Miss Hokusai
6.4
Miss Hokusai

Long-métrage d'animation de Keiichi Hara (2015)

Hokusai (1760 – 1849) était un peintre connu et respecté au Japon qui vécu à Edo (l’ancienne Tokyo) et qui créa de très nombreux dessins, allant de « moineaux sur des grains de riz » aux peintures de 30 mètres de long en passant par la fameuse « Grande Vague de Kanagawa« .
Un artiste réputé qui n’est toutefois pas le centre d’intérêt de ce long-métrage; comme son nom l’indique, MISS HOKUSAI nous parle de la fille du peintre (O-Ei de son prénom/surnom) vivant forcément dans l’ombre de son père mais en fin de compte, tout aussi talentueuse.


Il y a dans MISS HOKUSAI une volonté de « dépeindre » une époque singulière et lointaine comme celle de l’ère d’Edo, en retranscrivant au mieux ce qui y était la vie quotidienne. Pour cela, Keiichi Hara compose chaque photogramme avec un souci maniaque du détail, rendant le quartier et ses divers lieux – marché, bordel, ou encore le fameux pont communautaire, tous très vivants.
Paradoxalement, il y a une opposition entre la précision de cet environnement et la caractérisation des personnages – hormis O-Ei.

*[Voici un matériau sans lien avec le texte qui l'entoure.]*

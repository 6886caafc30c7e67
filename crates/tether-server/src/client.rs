use std::sync::atomic::{AtomicBool, AtomicU64, Ordering};
use std::sync::Arc;
use std::time::Duration;

use axum::extract::ws::{Message as WsMessage, WebSocket};
use dashmap::DashMap;
use futures::{SinkExt, StreamExt};
use tether_core::ids::OwnerId;
use tokio::sync::mpsc;
use tokio_util::sync::CancellationToken;
use uuid::Uuid;

const HEARTBEAT_INTERVAL: Duration = Duration::from_secs(30);
const CLIENT_TIMEOUT: Duration = Duration::from_secs(90);

/// Unique client identifier.
#[derive(Clone, Debug, PartialEq, Eq, Hash)]
pub struct ClientId(pub String);

impl Default for ClientId {
    fn default() -> Self {
        Self(format!("client_{}", Uuid::now_v7()))
    }
}

impl ClientId {
    pub fn new() -> Self {
        Self::default()
    }
}

impl std::fmt::Display for ClientId {
    fn fmt(&self, f: &mut std::fmt::Formatter<'_>) -> std::fmt::Result {
        write!(f, "{}", self.0)
    }
}

/// A connected WebSocket client, bound to one owner for its whole life.
pub struct Client {
    pub id: ClientId,
    pub owner_id: OwnerId,
    tx: mpsc::Sender<String>,
    connected: AtomicBool,
    last_pong: AtomicU64,
}

impl Client {
    fn new(id: ClientId, owner_id: OwnerId, tx: mpsc::Sender<String>) -> Self {
        Self {
            id,
            owner_id,
            tx,
            connected: AtomicBool::new(true),
            last_pong: AtomicU64::new(now_secs()),
        }
    }

    pub fn is_connected(&self) -> bool {
        self.connected.load(Ordering::Relaxed)
    }

    pub fn record_pong(&self) {
        self.last_pong.store(now_secs(), Ordering::Relaxed);
    }

    pub fn is_alive(&self) -> bool {
        let last = self.last_pong.load(Ordering::Relaxed);
        now_secs().saturating_sub(last) < CLIENT_TIMEOUT.as_secs()
    }
}

fn now_secs() -> u64 {
    std::time::SystemTime::now()
        .duration_since(std::time::UNIX_EPOCH)
        .unwrap_or_default()
        .as_secs()
}

/// Registry of all connected WebSocket clients.
pub struct ClientRegistry {
    clients: DashMap<ClientId, Arc<Client>>,
    max_send_queue: usize,
}

impl ClientRegistry {
    pub fn new(max_send_queue: usize) -> Self {
        Self {
            clients: DashMap::new(),
            max_send_queue,
        }
    }

    /// Register a new client for `owner_id` and return its ID + outbound queue.
    pub fn register(&self, owner_id: OwnerId) -> (ClientId, mpsc::Receiver<String>) {
        let id = ClientId::new();
        let (tx, rx) = mpsc::channel(self.max_send_queue);
        self.clients
            .insert(id.clone(), Arc::new(Client::new(id.clone(), owner_id, tx)));
        (id, rx)
    }

    /// Remove a client. Returns it if it was still registered.
    pub fn unregister(&self, id: &ClientId) -> Option<Arc<Client>> {
        let (_, client) = self.clients.remove(id)?;
        client.connected.store(false, Ordering::Relaxed);
        Some(client)
    }

    pub fn get(&self, id: &ClientId) -> Option<Arc<Client>> {
        self.clients.get(id).map(|c| Arc::clone(c.value()))
    }

    pub fn owner_of(&self, id: &ClientId) -> Option<OwnerId> {
        self.clients.get(id).map(|c| c.owner_id.clone())
    }

    /// Queue a message for one client. A full queue drops the message.
    pub fn send_to(&self, client_id: &ClientId, message: String) -> bool {
        let Some(tx) = self.clients.get(client_id).map(|c| c.tx.clone()) else {
            return false;
        };
        match tx.try_send(message) {
            Ok(()) => true,
            Err(mpsc::error::TrySendError::Full(msg)) => {
                tracing::warn!(
                    client_id = %client_id,
                    msg_len = msg.len(),
                    "Send queue full, dropping message"
                );
                false
            }
            Err(mpsc::error::TrySendError::Closed(_)) => false,
        }
    }

    pub fn count(&self) -> usize {
        self.clients.len()
    }

    pub fn clients_for_owner(&self, owner_id: &OwnerId) -> Vec<ClientId> {
        self.clients
            .iter()
            .filter(|entry| &entry.owner_id == owner_id && entry.is_connected())
            .map(|entry| entry.key().clone())
            .collect()
    }

    /// Remove clients that haven't answered pings within the timeout.
    pub fn cleanup_dead_clients(&self) -> Vec<ClientId> {
        let dead: Vec<ClientId> = self
            .clients
            .iter()
            .filter(|entry| !entry.is_alive())
            .map(|entry| entry.key().clone())
            .collect();

        for id in &dead {
            self.unregister(id);
            tracing::info!(client_id = %id, "Cleaned up dead client");
        }
        dead
    }
}

/// Drive one WebSocket: a writer draining the client's queue with periodic
/// pings, and a reader forwarding text frames to `on_message`.
pub async fn handle_ws_connection(
    socket: WebSocket,
    client_id: ClientId,
    mut rx: mpsc::Receiver<String>,
    registry: Arc<ClientRegistry>,
    on_message: mpsc::Sender<(ClientId, String)>,
) {
    let (mut ws_tx, mut ws_rx) = socket.split();

    let writer_cid = client_id.clone();
    let writer = tokio::spawn(async move {
        let mut ping_interval = tokio::time::interval(HEARTBEAT_INTERVAL);
        ping_interval.tick().await;

        loop {
            tokio::select! {
                msg = rx.recv() => {
                    let Some(text) = msg else { break };
                    if ws_tx.send(WsMessage::Text(text.into())).await.is_err() {
                        break;
                    }
                }
                _ = ping_interval.tick() => {
                    if ws_tx.send(WsMessage::Ping(Vec::new().into())).await.is_err() {
                        break;
                    }
                    tracing::trace!(client_id = %writer_cid, "Sent ping");
                }
            }
        }
        let _ = ws_tx.close().await;
    });

    let reader_cid = client_id.clone();
    let reader_registry = Arc::clone(&registry);
    let reader = tokio::spawn(async move {
        while let Some(Ok(msg)) = ws_rx.next().await {
            match msg {
                WsMessage::Text(text) => {
                    if on_message
                        .send((reader_cid.clone(), text.to_string()))
                        .await
                        .is_err()
                    {
                        break;
                    }
                }
                WsMessage::Pong(_) => {
                    if let Some(client) = reader_registry.get(&reader_cid) {
                        client.record_pong();
                    }
                }
                WsMessage::Close(_) => break,
                _ => {}
            }
        }
    });

    tokio::select! {
        _ = writer => {},
        _ = reader => {},
    }
}

/// Periodically evict clients that stopped answering pings, handing each
/// evicted id to `on_removed`.
pub fn start_cleanup_task<F>(
    registry: Arc<ClientRegistry>,
    interval: Duration,
    cancel: CancellationToken,
    on_removed: F,
) -> tokio::task::JoinHandle<()>
where
    F: Fn(&ClientId) + Send + 'static,
{
    tokio::spawn(async move {
        let mut ticker = tokio::time::interval(interval);
        loop {
            tokio::select! {
                _ = cancel.cancelled() => break,
                _ = ticker.tick() => {
                    let removed = registry.cleanup_dead_clients();
                    for id in &removed {
                        on_removed(id);
                    }
                    if !removed.is_empty() {
                        tracing::info!(removed = removed.len(), "Dead client cleanup");
                    }
                }
            }
        }
    })
}

#[cfg(test)]
mod tests {
    use super::*;

    fn owner(n: u32) -> OwnerId {
        OwnerId::from_raw(n.to_string())
    }

    #[test]
    fn client_id_unique() {
        let a = ClientId::new();
        let b = ClientId::new();
        assert_ne!(a, b);
        assert!(a.0.starts_with("client_"));
    }

    #[test]
    fn register_and_unregister() {
        let registry = ClientRegistry::new(32);
        let (id1, _rx1) = registry.register(owner(1));
        let (id2, _rx2) = registry.register(owner(2));
        assert_eq!(registry.count(), 2);
        assert_eq!(registry.owner_of(&id2), Some(owner(2)));

        let removed = registry.unregister(&id1).unwrap();
        assert!(!removed.is_connected());
        assert!(registry.unregister(&id1).is_none());
        assert_eq!(registry.count(), 1);
        assert!(registry.owner_of(&id1).is_none());
    }

    #[test]
    fn clients_grouped_by_owner() {
        let registry = ClientRegistry::new(32);
        let (a, _ra) = registry.register(owner(1));
        let (b, _rb) = registry.register(owner(1));
        let (_c, _rc) = registry.register(owner(2));

        let mut mine = registry.clients_for_owner(&owner(1));
        mine.sort_by(|x, y| x.0.cmp(&y.0));
        let mut expected = vec![a, b];
        expected.sort_by(|x, y| x.0.cmp(&y.0));
        assert_eq!(mine, expected);
        assert!(registry.clients_for_owner(&owner(3)).is_empty());
    }

    #[tokio::test]
    async fn send_to_specific_client() {
        let registry = ClientRegistry::new(32);
        let (id, mut rx) = registry.register(owner(1));
        assert!(registry.send_to(&id, "test message".into()));
        assert_eq!(rx.recv().await.unwrap(), "test message");
        assert!(!registry.send_to(&ClientId::new(), "nobody".into()));
    }

    #[test]
    fn send_to_full_queue_drops() {
        let registry = ClientRegistry::new(2);
        let (id, _rx) = registry.register(owner(1));
        assert!(registry.send_to(&id, "msg1".into()));
        assert!(registry.send_to(&id, "msg2".into()));
        assert!(!registry.send_to(&id, "msg3".into()));
    }

    #[test]
    fn send_to_closed_queue_fails() {
        let registry = ClientRegistry::new(2);
        let (id, rx) = registry.register(owner(1));
        drop(rx);
        assert!(!registry.send_to(&id, "late".into()));
    }

    #[test]
    fn cleanup_dead_clients_removes_expired() {
        let registry = ClientRegistry::new(32);
        let (id, _rx) = registry.register(owner(1));
        let (_live, _rx2) = registry.register(owner(1));
        registry.get(&id).unwrap().last_pong.store(0, Ordering::Relaxed);

        let removed = registry.cleanup_dead_clients();
        assert_eq!(removed, vec![id]);
        assert_eq!(registry.count(), 1);
    }

    #[tokio::test]
    async fn cleanup_task_stops_on_cancel() {
        let registry = Arc::new(ClientRegistry::new(4));
        let cancel = CancellationToken::new();
        let task = start_cleanup_task(
            registry,
            Duration::from_millis(10),
            cancel.clone(),
            |_| {},
        );
        cancel.cancel();
        tokio::time::timeout(Duration::from_secs(1), task)
            .await
            .unwrap()
            .unwrap();
    }
}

Celle-ci est, très étrangement, éloignée de l’aseptisation générale de l’animation japonaise, d’ailleurs observable chez la plupart des autres protagonistes du film (le lover, l’obsédé, la jeune ingénue, le mentor, etc. clichés de mangas)
O-Ei possède quant à elle ce physique distinctif qui la rend immédiatement unique: sourcils épais, traits durs, soucieux, et angoissés… Ces traits lui donnent un caractère très marqué, mais avant tout visuel, peu émotionnel; la personnalité d’O-Ei n’est jamais présentée par le dialogue ou les situations contextuelles mais plutôt, très progressivement, par les interactions qu’elle entretient avec les autres.
Ces « autres » sont bien sur les différents protagonistes (son père Tetsuzo, ses « amis », sa jeune sœur aveugle…), mais également l’aura de son père – qui est très distincte du personnage, et enfin l’art du dessin.
Si les interactions avec les deux premiers restent fonctionnels dans un premiers temps, la compréhension et la maîtrise du processus créatif est ce qui sort véritablement MISS HOKUSAI de son manque d’empathie. Peindre est ainsi représenté comme un combat mené contre des forces surnaturelles, divines, obscures, psychologiques, intérieures ou même élémentales; comprendre ces forces, c’est maîtriser cet art. Hors, cela demande un certain abandon dans l’immatériel et l’inconnu, une certaine confiance en soi… Et une certaine expérience du réel ! Keiichi Hara illustre ces véritables épreuves avec maestria, en mélangeant plusieurs styles d’animation (un peu comme dans le dernier Takahata) pour un résultat impressionnant, à la fois onirique et visuellement puissant.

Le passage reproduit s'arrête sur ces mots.